Entries from October 2008

Graphic Novels: Comix or Lit?

October 22, 2008 · Leave a Comment

Its fans number in the millions, and both the publishing industry and Hollywood have fallen in love with it. Despite seeming to be on the forefront of popular culture, however, there are grounds to dispute its very existence–or, if it does exist, exactly when it was born. This omnipresent but elusive creature is the graphic novel, and some people think it is 30 years old this month.

The puzzle ostensibly began in October, 1978, when Baronet, a small publishing house in New York, brought out a book entitled A Contract with God. Although the volume had the general feel of a comic book, it featured no superheroes or monsters. Instead, there were four fictional accounts of ordinary people coping with the burdens of life. More interesting yet was the cover of the book, which proclaimed it to be “a graphic novel by Will Eisner.”

Although Eisner had been more or less out of the comics business for years as of 1978, he still would have been revered had he never returned. His finest achievement had been the 1940-52 run of The Spirit. That series, depicting the adventures of a non-super-powered crimefighter, was famous for its superb composition. Bizarre angles, heavy use of shadows and a playful way with the opening titles were its hallmarks.

Despite the great success of The Spirit, Eisner drifted into other areas of commercial art during the 1950s and 1960s. When he returned to comics in the 1970s, he was no longer interested in straightforward tales of heroes and villains — he wasn’t even comfortable with the term “comic book.”

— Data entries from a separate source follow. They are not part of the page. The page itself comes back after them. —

//! Instance orchestrator
//!
//! Drives one invocation through the instance lifecycle:
//!
//! ```text
//! NoTarget ──► Launching ──► Ready | LaunchFailed
//!          └─► Resolving ──► Ready | NotFound
//! Ready ──► JobDispatched | BootstrapReplayed | DispatchFailed
//! ```
//!
//! The caller picks the path with an [`Intent`]. Launch always creates a new
//! instance. Every other intent acts on a named instance and fails as soon as
//! that instance is not running; nothing is retried or waited on.

use crate::api::{CommandChannel, ComputeProvider, CredentialSource, LaunchRequest, Session};
use crate::config::{session_name, DeployConfig, JobParameters, LaunchSpec};
use crate::error::OrchestratorError;
use crate::script::{job_command, replay_commands, startup_script};
use crate::state_machine::Lifecycle;
use crate::types::{CommandId, InstanceHandle, InstanceId, InstanceState, LifecycleState};
use chrono::Utc;
use std::sync::Arc;
use std::time::Duration;

/// What the caller wants done in this invocation
#[derive(Debug, Clone, PartialEq, Eq)]
pub enum Intent {
    /// Create a new instance that runs the job from its startup script
    Launch(LaunchSpec),
    /// Check that a named instance is running
    ReuseOnly {
        /// Instance to check
        instance_id: InstanceId,
    },
    /// Re-run the startup script on a running instance
    ReuseAndReplay {
        /// Instance to replay on
        instance_id: InstanceId,
    },
    /// Run the job container once on a running instance
    ReuseAndDispatch {
        /// Instance to run the job on
        instance_id: InstanceId,
    },
}

impl Intent {
    /// Intent for the usual operator request: launch when no instance is
    /// named, otherwise dispatch the job or replay the bootstrap.
    #[must_use]
    pub fn from_request(
        instance_id: Option<InstanceId>,
        replay_bootstrap: bool,
        launch: LaunchSpec,
    ) -> Self {
        match instance_id {
            None => Self::Launch(launch),
            Some(instance_id) if replay_bootstrap => Self::ReuseAndReplay { instance_id },
            Some(instance_id) => Self::ReuseAndDispatch { instance_id },
        }
    }

    /// Named instance, if the intent has one
    #[must_use]
    pub fn target(&self) -> Option<&InstanceId> {
        match self {
            Self::Launch(_) => None,
            Self::ReuseOnly { instance_id }
            | Self::ReuseAndReplay { instance_id }
            | Self::ReuseAndDispatch { instance_id } => Some(instance_id),
        }
    }
}

/// Successful outcome of one invocation
#[derive(Debug, Clone, PartialEq, Eq)]
pub struct Deployment {
    /// Instance acted on
    pub instance: InstanceHandle,
    /// Set when a command was sent to the instance
    pub command_id: Option<CommandId>,
    /// Log group the job writes to
    pub log_group: String,
    /// Log stream the job writes to
    pub log_stream: String,
    /// Key the job writes its result document under
    pub output_key: String,
    /// Every state passed through, starting at `NoTarget`
    pub trace: Vec<InstanceState>,
}

impl Deployment {
    /// Last state reached
    #[must_use]
    pub fn final_state(&self) -> InstanceState {
        self.trace.last().copied().unwrap_or(InstanceState::NoTarget)
    }
}

/// Assume the automation role named in the config
///
/// Fails before any provider contact if no role is configured.
pub fn acquire_session(
    credentials: &dyn CredentialSource,
    config: &DeployConfig,
) -> Result<Session, OrchestratorError> {
    let role_arn = config.automation_role()?;
    let name = session_name(Utc::now());
    tracing::info!("Assuming role {} as {}", role_arn, name);
    Ok(credentials.assume_role(role_arn, &name)?)
}

/// Launches, resolves and dispatches to compute instances
pub struct InstanceOrchestrator {
    compute: Arc<dyn ComputeProvider>,
    channel: Arc<dyn CommandChannel>,
    launch_timeout: Option<Duration>,
}

impl InstanceOrchestrator {
    /// Orchestrator with an unbounded launch wait
    pub fn new(compute: Arc<dyn ComputeProvider>, channel: Arc<dyn CommandChannel>) -> Self {
        Self {
            compute,
            channel,
            launch_timeout: None,
        }
    }

    /// Bound the wait for a launched instance to run
    #[must_use]
    pub fn with_launch_timeout(mut self, timeout: Option<Duration>) -> Self {
        self.launch_timeout = timeout;
        self
    }

    /// Run one invocation to completion
    pub fn execute(
        &self,
        intent: &Intent,
        params: &JobParameters,
    ) -> Result<Deployment, OrchestratorError> {
        let mut lifecycle = Lifecycle::new();

        let instance = match intent {
            Intent::Launch(spec) => self.launch(&mut lifecycle, spec, params)?,
            Intent::ReuseOnly { instance_id }
            | Intent::ReuseAndReplay { instance_id }
            | Intent::ReuseAndDispatch { instance_id } => {
                self.resolve(&mut lifecycle, instance_id)?
            }
        };

        let command_id = match intent {
            Intent::ReuseAndReplay { .. } => {
                tracing::info!("Re-running user data on existing instance {}", instance.instance_id);
                Some(self.dispatch(
                    &mut lifecycle,
                    &instance.instance_id,
                    &replay_commands(params),
                    InstanceState::BootstrapReplayed,
                )?)
            }
            Intent::ReuseAndDispatch { .. } => {
                tracing::info!("Running job on existing instance {}", instance.instance_id);
                Some(self.dispatch(
                    &mut lifecycle,
                    &instance.instance_id,
                    &[job_command(params)],
                    InstanceState::JobDispatched,
                )?)
            }
            Intent::Launch(_) | Intent::ReuseOnly { .. } => None,
        };

        Ok(Deployment {
            instance,
            command_id,
            log_group: params.log_group.clone(),
            log_stream: params.log_stream.clone(),
            output_key: params.output_key.clone(),
            trace: lifecycle.into_trace(),
        })
    }

    /// Create an instance and wait for it to run
    fn launch(
        &self,
        lifecycle: &mut Lifecycle,
        spec: &LaunchSpec,
        params: &JobParameters,
    ) -> Result<InstanceHandle, OrchestratorError> {
        lifecycle.advance(InstanceState::Launching)?;
        tracing::info!(
            ami = %spec.image_id,
            instance_type = %spec.instance_type,
            region = %params.region,
            "Launching instance"
        );

        let request = LaunchRequest {
            image_id: spec.image_id.clone(),
            instance_type: spec.instance_type.clone(),
            user_data: startup_script(params),
            instance_profile: spec.instance_profile.clone(),
            terminate_on_shutdown: true,
        };

        let launched = self.compute.create(&request).and_then(|instance_id| {
            tracing::info!("Waiting for instance {} to start...", instance_id);
            self.compute
                .wait_until_running(&instance_id, self.launch_timeout)?;
            let description = self.compute.describe(&instance_id)?;
            Ok((instance_id, description))
        });

        match launched {
            Ok((instance_id, description)) => {
                lifecycle.advance(InstanceState::Ready)?;
                tracing::info!(
                    "Instance {} is running at {}",
                    instance_id,
                    description.network_address.as_deref().unwrap_or("<no address>")
                );
                Ok(InstanceHandle {
                    instance_id,
                    network_address: description.network_address,
                    lifecycle_state: description.lifecycle_state,
                })
            }
            Err(e) => {
                lifecycle.advance(InstanceState::LaunchFailed)?;
                tracing::error!("Launch failed: {}", e);
                Err(OrchestratorError::LaunchFailed(e))
            }
        }
    }

    /// Look up a named instance; anything but `running` is a failure
    fn resolve(
        &self,
        lifecycle: &mut Lifecycle,
        instance_id: &InstanceId,
    ) -> Result<InstanceHandle, OrchestratorError> {
        lifecycle.advance(InstanceState::Resolving)?;

        let description = match self.compute.describe(instance_id) {
            Ok(description) => description,
            Err(e) => {
                lifecycle.advance(InstanceState::NotFound)?;
                tracing::error!("Failed to get instance {}: {}", instance_id, e);
                return Err(OrchestratorError::InstanceNotFound {
                    instance_id: instance_id.clone(),
                    reason: e.to_string(),
                });
            }
        };

        if description.lifecycle_state != LifecycleState::Running {
            lifecycle.advance(InstanceState::NotFound)?;
            tracing::error!(
                "Instance {} is not running (state: {})",
                instance_id,
                description.lifecycle_state
            );
            return Err(OrchestratorError::NotRunning {
                instance_id: instance_id.clone(),
                state: description.lifecycle_state,
            });
        }

        lifecycle.advance(InstanceState::Ready)?;
        tracing::info!(
            instance_type = description.instance_type.as_deref().unwrap_or("unknown"),
            "Using existing instance {} at {}",
            instance_id,
            description.network_address.as_deref().unwrap_or("<no address>")
        );
        Ok(InstanceHandle {
            instance_id: instance_id.clone(),
            network_address: description.network_address,
            lifecycle_state: description.lifecycle_state,
        })
    }

    /// Send commands to a ready instance without waiting for them to finish
    fn dispatch(
        &self,
        lifecycle: &mut Lifecycle,
        instance_id: &InstanceId,
        commands: &[String],
        done: InstanceState,
    ) -> Result<CommandId, OrchestratorError> {
        match self.channel.send(instance_id, commands) {
            Ok(command_id) => {
                lifecycle.advance(done)?;
                tracing::info!("Command sent to {} with ID: {}", instance_id, command_id);
                Ok(command_id)
            }
            Err(source) => {
                lifecycle.advance(InstanceState::DispatchFailed)?;
                tracing::error!(
                    "Failed to run command on instance {}: {} (check the execution agent and its permissions)",
                    instance_id,
                    source
                );
                Err(OrchestratorError::DispatchFailed {
                    instance_id: instance_id.clone(),
                    source,
                })
            }
        }
    }
}

impl std::fmt::Debug for InstanceOrchestrator {
    fn fmt(&self, f: &mut std::fmt::Formatter<'_>) -> std::fmt::Result {
        f.debug_struct("InstanceOrchestrator")
            .field("launch_timeout", &self.launch_timeout)
            .finish_non_exhaustive()
    }
}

While searching for a publisher willing to accept A Contract With God, he portrayed the project as a “graphic novel.” (He later joked, “It didn’t work. I sent it to them, and they said, ‘It’s a comic book.’”) Eventually, he found Baronet, and history was made.

Or not.

Today, the concept that Eisner reputedly invented back in 1978 seems to be a resounding success. Often packaged as trade paperbacks featuring contents that integrate words and pictures for an audience not necessarily interested in Batman or Superman, graphic novels have won considerable recognition. Art Spiegelman, the elder statesman of the field since Eisner’s death in 2005, won a Pulitzer prize in 1992 for his Maus books, which dealt with the Holocaust. Serialized during the first half of the 1980s, and printed as an initial volume in 1986, the various editions of Maus had sold 1.8 million copies by mid-2004. Movie studios have been receptive to the graphic-novel phenomenon, and recent acclaimed films based on graphic novels include Road to Perdition, American Splendor, Ghost World and Sin City.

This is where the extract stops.